PROBLEM REQUIREMENTS »
List all lines of the data that include the string "info".

(EXTRACTED MATERIAL)

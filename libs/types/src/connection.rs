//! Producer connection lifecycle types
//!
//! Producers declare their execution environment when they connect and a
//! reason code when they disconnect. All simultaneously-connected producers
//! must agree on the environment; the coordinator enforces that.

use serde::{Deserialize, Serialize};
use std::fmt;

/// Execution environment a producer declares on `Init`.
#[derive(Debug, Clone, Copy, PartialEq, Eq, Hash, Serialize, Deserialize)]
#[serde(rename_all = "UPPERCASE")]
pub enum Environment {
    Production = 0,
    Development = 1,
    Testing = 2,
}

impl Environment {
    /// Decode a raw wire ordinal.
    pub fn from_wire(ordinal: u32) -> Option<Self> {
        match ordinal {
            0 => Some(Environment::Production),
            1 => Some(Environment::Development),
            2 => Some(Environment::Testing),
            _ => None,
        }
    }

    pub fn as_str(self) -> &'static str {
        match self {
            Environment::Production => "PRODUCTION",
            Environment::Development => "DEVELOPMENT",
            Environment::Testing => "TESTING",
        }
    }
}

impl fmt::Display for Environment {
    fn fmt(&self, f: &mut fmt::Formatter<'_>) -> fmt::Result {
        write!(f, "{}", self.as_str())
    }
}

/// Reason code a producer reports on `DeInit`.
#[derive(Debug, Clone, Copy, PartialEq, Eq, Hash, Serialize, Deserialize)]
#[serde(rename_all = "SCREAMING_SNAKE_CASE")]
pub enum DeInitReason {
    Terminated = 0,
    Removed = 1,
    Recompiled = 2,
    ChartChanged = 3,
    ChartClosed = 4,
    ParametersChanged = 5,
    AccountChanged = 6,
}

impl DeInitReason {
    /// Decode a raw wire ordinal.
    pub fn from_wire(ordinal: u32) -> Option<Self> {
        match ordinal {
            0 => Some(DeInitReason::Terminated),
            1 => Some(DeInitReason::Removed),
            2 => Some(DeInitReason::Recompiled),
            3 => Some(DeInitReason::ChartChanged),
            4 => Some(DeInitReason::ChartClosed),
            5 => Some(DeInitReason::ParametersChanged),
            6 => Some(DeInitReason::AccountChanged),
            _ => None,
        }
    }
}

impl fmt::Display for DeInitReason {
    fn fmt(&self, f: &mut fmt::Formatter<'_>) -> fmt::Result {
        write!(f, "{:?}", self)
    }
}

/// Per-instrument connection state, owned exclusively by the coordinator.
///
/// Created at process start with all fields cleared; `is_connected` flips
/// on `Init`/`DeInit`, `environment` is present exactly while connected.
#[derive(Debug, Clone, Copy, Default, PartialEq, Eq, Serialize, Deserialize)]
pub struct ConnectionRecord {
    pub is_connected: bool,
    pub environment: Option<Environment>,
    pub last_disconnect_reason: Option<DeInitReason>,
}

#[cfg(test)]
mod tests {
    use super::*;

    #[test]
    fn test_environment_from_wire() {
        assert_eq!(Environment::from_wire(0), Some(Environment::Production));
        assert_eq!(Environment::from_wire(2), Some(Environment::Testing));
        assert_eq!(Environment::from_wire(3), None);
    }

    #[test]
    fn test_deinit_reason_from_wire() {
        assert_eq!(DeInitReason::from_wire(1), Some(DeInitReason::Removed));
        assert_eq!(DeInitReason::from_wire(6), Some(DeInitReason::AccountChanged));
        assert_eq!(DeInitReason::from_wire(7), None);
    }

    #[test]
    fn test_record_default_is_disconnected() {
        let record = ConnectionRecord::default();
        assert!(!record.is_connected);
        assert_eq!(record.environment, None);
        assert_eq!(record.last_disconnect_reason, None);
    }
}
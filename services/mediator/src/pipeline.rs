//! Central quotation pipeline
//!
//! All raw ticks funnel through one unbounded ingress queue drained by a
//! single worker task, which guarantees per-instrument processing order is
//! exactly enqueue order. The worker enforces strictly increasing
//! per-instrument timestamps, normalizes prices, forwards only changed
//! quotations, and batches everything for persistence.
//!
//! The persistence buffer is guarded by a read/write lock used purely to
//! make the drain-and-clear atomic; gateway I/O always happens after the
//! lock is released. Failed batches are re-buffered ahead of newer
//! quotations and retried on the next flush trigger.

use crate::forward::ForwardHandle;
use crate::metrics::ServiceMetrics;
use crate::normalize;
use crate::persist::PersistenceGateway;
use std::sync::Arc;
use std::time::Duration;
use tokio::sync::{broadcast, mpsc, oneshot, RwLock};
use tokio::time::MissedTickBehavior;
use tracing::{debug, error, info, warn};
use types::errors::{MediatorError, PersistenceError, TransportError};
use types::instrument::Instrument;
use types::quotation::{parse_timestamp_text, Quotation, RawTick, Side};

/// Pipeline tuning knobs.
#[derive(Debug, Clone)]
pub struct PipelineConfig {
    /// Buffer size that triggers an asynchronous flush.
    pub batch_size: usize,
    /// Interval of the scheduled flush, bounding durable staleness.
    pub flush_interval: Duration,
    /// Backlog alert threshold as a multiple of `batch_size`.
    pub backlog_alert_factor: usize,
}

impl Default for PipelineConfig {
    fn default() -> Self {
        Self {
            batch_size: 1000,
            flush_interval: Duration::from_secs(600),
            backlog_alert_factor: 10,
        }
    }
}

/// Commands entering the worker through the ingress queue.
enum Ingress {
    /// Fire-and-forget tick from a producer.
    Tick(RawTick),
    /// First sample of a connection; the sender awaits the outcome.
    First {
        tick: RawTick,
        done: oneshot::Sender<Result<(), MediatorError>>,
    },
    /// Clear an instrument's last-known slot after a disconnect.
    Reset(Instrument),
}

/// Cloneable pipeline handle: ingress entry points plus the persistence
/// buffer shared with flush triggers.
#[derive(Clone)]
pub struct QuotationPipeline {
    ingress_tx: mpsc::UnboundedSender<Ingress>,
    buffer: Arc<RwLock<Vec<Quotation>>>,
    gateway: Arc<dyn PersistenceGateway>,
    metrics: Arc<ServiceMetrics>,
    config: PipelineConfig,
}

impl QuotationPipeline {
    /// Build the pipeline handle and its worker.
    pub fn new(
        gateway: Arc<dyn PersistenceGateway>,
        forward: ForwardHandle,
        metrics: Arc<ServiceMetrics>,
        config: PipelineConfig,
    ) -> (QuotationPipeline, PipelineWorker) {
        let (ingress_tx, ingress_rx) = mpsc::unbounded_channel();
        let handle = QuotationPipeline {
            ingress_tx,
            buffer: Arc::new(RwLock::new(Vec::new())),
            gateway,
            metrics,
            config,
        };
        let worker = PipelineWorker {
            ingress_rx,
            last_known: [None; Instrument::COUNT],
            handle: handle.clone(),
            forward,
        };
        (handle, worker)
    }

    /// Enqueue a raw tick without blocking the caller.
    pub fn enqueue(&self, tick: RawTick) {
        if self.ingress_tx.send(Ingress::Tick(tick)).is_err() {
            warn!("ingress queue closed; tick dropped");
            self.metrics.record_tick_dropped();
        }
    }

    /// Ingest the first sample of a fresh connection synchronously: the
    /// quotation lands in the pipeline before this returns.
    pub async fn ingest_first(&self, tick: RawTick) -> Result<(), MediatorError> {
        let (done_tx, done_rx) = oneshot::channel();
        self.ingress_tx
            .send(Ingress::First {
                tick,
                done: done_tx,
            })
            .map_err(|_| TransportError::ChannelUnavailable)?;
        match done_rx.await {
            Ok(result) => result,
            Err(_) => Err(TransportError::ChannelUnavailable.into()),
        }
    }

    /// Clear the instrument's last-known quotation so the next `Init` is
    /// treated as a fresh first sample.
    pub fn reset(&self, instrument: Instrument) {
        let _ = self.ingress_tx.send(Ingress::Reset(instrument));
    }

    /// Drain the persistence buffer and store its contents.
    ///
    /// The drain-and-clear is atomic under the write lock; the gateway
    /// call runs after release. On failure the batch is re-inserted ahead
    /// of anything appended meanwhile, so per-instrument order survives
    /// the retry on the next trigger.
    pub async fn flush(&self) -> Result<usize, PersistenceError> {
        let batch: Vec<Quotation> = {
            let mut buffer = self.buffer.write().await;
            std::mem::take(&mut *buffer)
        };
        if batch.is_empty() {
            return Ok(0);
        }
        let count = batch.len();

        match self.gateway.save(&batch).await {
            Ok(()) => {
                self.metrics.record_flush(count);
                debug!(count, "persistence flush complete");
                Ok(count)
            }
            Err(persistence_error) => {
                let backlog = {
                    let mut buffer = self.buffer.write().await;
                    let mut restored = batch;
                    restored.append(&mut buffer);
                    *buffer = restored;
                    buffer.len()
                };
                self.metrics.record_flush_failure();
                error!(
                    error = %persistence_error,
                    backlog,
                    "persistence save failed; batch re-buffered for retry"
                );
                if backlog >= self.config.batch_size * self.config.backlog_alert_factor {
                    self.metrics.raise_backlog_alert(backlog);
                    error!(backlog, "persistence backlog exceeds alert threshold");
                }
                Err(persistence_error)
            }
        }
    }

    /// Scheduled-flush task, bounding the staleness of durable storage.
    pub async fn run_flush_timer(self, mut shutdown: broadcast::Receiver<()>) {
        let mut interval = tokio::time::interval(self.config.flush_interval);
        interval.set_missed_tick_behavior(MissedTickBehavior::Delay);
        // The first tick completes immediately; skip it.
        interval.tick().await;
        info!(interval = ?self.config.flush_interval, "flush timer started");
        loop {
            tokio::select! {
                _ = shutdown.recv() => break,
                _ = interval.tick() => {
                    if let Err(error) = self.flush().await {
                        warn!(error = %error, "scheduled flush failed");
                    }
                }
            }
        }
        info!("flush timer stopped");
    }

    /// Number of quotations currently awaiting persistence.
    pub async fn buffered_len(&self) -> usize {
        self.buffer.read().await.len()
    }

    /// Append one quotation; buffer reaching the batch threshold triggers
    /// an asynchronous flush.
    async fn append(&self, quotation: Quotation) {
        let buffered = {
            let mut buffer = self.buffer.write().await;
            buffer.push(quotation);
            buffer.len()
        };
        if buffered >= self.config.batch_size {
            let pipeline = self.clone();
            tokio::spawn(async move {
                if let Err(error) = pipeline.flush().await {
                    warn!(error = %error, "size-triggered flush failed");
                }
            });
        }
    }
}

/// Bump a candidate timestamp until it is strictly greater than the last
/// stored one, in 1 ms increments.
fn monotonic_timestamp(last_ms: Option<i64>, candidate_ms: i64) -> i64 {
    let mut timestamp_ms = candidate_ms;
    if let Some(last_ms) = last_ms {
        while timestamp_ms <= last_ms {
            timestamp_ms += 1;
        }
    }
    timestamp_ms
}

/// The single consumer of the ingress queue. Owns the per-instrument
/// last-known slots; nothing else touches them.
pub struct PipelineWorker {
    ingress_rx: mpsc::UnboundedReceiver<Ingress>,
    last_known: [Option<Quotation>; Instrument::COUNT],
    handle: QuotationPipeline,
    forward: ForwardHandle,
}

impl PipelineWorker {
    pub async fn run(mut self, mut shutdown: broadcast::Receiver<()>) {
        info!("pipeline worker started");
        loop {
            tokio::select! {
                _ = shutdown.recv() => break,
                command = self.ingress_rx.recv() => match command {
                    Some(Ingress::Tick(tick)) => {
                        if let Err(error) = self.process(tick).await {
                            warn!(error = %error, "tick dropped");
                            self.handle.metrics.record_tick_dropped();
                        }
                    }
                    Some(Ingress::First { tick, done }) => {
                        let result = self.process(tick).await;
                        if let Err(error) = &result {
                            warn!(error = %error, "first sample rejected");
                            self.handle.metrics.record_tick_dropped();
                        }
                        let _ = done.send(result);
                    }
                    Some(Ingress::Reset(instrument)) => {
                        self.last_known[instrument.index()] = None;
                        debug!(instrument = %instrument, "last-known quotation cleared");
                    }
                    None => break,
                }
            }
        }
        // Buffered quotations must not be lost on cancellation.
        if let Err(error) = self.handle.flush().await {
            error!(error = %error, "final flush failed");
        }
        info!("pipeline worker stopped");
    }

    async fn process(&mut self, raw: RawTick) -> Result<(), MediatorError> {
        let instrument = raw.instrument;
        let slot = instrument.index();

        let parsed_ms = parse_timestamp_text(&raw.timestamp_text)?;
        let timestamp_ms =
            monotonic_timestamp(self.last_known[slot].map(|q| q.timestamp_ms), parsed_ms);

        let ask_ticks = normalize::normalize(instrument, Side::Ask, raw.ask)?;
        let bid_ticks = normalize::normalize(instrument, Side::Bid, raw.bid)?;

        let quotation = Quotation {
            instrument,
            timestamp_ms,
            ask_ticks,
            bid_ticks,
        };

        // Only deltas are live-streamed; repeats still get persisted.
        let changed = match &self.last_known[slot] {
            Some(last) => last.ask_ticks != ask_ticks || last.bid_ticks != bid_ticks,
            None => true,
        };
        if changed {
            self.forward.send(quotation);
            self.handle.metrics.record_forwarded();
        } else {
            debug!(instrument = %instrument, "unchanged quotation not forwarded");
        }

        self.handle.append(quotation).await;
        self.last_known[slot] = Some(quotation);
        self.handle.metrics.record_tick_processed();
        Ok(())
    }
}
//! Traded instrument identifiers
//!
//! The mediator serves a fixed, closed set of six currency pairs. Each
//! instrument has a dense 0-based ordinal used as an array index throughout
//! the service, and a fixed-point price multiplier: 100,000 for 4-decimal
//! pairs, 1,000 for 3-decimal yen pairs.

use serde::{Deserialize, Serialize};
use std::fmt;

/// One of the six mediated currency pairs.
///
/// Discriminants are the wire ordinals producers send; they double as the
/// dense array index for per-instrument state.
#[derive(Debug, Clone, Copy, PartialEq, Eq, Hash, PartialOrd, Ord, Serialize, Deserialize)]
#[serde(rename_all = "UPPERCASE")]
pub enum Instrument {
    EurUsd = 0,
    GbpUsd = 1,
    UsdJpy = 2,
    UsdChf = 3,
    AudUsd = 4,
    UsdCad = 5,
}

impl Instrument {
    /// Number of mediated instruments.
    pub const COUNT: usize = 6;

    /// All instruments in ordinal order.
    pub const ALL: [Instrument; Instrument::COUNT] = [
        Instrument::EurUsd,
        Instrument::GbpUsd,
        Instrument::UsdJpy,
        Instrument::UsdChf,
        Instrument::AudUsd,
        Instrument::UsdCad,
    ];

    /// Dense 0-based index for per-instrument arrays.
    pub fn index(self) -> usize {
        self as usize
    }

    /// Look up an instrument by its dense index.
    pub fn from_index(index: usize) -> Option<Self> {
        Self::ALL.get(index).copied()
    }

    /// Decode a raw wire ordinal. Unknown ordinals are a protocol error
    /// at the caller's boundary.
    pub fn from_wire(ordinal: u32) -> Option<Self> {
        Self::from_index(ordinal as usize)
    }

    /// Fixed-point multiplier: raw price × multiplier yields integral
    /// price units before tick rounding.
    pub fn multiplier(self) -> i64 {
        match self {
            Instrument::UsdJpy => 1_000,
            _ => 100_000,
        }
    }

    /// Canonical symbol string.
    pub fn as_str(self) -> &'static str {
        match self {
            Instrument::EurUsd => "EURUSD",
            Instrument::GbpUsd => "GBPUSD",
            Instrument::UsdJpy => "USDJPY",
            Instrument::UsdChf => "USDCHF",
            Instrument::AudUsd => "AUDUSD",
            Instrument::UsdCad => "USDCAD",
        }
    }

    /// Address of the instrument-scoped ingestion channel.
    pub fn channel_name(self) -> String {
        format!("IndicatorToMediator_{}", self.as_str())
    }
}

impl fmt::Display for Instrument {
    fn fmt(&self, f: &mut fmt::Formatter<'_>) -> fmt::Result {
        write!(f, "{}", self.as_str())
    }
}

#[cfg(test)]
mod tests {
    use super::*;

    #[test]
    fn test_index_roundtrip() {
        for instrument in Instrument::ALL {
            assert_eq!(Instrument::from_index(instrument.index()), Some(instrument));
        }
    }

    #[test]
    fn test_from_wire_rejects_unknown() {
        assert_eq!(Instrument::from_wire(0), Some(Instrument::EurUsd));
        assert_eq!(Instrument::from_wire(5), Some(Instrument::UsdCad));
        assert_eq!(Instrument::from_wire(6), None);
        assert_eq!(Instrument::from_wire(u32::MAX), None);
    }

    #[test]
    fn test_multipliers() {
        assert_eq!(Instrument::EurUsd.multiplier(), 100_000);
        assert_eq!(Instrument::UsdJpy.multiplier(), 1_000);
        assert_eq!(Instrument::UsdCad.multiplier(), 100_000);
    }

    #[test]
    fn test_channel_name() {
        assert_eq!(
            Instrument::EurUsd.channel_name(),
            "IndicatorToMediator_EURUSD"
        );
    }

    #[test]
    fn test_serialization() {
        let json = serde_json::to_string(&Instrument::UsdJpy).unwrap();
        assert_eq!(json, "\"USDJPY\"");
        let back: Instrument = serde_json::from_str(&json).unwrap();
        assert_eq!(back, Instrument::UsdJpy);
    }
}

(End EXTRACTED MATERIAL)

RESPONSE FOR THIS EXERCISE »
use tracing::{debug, error, info, warn};
        info!(interval = ?self.config.flush_interval, "flush timer started");
        info!("flush timer stopped");
        info!("pipeline worker started");
        info!("pipeline worker stopped");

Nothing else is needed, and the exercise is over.